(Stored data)
···

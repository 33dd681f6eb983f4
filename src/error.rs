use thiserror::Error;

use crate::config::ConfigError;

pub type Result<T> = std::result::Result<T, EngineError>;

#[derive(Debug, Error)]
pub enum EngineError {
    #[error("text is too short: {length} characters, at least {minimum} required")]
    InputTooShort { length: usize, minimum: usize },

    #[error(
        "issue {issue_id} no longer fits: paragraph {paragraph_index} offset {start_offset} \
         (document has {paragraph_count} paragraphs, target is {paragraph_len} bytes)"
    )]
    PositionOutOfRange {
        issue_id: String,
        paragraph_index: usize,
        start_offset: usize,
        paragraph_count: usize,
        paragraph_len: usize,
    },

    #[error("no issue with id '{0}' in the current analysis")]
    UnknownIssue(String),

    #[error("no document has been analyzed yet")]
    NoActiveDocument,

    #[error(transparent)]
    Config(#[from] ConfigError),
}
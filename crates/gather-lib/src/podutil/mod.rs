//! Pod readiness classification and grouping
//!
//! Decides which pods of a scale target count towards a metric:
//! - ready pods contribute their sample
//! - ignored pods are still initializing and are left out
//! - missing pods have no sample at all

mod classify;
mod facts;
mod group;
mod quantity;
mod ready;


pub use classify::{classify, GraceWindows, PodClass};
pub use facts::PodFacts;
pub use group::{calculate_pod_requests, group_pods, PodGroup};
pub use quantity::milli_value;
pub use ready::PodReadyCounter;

···

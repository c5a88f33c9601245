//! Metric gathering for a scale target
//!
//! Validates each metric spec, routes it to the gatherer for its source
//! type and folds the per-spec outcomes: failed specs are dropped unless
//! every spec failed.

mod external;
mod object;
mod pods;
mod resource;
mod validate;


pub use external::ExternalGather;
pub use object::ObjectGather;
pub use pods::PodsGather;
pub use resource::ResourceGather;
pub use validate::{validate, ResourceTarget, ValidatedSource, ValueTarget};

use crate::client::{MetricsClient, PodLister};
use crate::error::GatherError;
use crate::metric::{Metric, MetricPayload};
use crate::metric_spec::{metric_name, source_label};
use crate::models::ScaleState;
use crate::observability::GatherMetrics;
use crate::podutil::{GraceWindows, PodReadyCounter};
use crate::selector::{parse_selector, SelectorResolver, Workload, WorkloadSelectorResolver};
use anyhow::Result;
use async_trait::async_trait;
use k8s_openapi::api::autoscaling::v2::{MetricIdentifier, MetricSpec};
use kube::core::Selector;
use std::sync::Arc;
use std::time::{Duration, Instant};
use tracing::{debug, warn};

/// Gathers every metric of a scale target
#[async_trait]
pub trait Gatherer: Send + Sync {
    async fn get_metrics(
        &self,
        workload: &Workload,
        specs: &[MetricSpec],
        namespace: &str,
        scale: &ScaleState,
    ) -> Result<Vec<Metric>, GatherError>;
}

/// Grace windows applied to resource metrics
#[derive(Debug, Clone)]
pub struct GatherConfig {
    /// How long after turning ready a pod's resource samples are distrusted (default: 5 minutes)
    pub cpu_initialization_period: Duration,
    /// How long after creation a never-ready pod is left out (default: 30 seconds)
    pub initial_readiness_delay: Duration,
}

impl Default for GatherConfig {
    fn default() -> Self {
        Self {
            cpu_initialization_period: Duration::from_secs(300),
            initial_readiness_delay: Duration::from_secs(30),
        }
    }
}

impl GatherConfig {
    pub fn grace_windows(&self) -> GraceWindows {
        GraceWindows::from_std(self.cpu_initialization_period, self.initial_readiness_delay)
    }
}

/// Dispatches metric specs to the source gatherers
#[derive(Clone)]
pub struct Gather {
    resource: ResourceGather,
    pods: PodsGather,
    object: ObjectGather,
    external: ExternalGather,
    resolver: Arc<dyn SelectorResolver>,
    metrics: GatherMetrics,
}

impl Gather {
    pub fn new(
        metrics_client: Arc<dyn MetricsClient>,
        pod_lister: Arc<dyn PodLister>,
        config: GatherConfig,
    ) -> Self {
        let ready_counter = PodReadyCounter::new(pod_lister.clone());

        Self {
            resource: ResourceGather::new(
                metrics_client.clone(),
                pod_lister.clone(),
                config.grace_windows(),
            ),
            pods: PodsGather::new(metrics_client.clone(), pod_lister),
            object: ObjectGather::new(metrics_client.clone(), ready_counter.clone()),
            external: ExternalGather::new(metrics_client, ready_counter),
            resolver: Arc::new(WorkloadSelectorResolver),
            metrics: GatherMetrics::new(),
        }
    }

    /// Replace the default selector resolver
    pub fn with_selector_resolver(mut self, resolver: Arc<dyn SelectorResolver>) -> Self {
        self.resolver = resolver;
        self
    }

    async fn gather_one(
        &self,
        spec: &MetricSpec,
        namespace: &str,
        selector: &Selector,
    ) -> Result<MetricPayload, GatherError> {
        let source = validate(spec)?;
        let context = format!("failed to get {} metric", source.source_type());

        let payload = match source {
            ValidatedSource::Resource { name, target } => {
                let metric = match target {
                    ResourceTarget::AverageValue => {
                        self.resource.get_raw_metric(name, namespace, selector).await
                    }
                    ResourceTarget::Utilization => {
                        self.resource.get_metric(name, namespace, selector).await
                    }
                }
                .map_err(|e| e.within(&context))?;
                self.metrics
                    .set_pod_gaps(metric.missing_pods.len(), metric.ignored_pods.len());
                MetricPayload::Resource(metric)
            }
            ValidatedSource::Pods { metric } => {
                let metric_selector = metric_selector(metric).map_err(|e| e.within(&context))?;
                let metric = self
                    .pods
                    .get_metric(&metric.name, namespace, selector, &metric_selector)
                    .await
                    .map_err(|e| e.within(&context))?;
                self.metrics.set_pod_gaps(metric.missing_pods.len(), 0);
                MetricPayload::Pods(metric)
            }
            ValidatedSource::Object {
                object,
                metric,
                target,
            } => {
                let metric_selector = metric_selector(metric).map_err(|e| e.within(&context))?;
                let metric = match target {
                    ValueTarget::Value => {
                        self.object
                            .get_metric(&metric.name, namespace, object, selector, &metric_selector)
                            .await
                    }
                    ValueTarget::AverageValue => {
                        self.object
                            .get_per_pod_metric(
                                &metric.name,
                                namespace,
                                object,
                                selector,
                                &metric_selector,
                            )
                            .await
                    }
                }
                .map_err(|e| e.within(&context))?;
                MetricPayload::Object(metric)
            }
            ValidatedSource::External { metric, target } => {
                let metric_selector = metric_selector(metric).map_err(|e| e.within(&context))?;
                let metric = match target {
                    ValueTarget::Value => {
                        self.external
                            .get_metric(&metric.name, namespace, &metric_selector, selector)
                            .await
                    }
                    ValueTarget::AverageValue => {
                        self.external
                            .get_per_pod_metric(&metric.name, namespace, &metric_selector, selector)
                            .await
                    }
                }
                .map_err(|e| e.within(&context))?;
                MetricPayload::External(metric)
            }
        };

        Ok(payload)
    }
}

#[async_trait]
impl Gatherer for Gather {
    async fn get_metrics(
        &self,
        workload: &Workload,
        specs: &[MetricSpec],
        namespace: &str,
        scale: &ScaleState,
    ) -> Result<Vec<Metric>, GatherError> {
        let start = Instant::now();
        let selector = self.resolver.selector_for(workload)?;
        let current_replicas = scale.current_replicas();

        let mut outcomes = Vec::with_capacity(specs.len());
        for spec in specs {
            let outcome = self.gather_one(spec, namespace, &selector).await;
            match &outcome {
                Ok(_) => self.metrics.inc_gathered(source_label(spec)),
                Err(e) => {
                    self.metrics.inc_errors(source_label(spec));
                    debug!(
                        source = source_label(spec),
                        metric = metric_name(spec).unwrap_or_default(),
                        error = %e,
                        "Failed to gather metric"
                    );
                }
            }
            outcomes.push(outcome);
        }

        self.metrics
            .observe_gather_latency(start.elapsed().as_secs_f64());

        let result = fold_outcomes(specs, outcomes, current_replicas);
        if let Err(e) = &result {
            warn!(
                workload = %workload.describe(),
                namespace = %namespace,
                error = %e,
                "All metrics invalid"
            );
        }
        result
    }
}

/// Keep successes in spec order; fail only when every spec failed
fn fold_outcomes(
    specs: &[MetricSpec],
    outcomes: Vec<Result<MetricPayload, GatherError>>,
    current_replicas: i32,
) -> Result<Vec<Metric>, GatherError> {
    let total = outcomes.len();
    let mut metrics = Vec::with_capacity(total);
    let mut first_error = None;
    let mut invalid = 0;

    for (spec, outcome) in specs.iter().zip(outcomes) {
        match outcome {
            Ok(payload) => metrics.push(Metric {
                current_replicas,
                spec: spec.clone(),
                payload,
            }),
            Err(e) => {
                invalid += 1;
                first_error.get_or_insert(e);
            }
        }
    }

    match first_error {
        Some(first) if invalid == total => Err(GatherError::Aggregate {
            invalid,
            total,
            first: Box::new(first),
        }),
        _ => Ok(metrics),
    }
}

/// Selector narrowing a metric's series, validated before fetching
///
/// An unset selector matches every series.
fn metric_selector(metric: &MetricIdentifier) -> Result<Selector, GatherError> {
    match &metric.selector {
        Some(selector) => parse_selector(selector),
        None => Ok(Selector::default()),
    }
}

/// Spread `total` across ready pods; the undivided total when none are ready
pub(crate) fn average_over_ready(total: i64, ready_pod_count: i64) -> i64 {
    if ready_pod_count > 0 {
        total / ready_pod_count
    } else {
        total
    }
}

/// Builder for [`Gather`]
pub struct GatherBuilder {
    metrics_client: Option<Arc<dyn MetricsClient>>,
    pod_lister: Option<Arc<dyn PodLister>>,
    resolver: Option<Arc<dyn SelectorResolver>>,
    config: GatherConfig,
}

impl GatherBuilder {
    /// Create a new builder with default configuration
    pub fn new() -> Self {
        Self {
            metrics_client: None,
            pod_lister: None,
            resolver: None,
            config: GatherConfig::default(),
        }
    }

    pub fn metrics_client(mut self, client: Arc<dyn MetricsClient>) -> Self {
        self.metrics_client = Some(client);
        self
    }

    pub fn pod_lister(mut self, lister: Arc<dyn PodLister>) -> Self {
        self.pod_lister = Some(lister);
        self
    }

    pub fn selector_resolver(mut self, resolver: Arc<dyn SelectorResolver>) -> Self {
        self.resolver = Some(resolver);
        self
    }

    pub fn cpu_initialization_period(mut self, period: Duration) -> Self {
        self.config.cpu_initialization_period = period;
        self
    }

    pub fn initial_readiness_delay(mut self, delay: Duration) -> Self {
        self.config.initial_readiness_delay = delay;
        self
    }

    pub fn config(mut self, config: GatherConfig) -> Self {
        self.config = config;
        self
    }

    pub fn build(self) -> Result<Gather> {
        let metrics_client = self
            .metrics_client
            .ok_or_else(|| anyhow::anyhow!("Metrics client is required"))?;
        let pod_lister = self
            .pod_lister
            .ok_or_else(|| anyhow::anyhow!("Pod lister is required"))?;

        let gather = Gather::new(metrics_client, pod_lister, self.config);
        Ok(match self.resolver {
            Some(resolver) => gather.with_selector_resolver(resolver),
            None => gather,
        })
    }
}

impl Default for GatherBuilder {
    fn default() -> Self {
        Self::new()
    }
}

···

Directions for this task:
A single number is the whole answer: the count of lines above that hold "every".

Result below:
4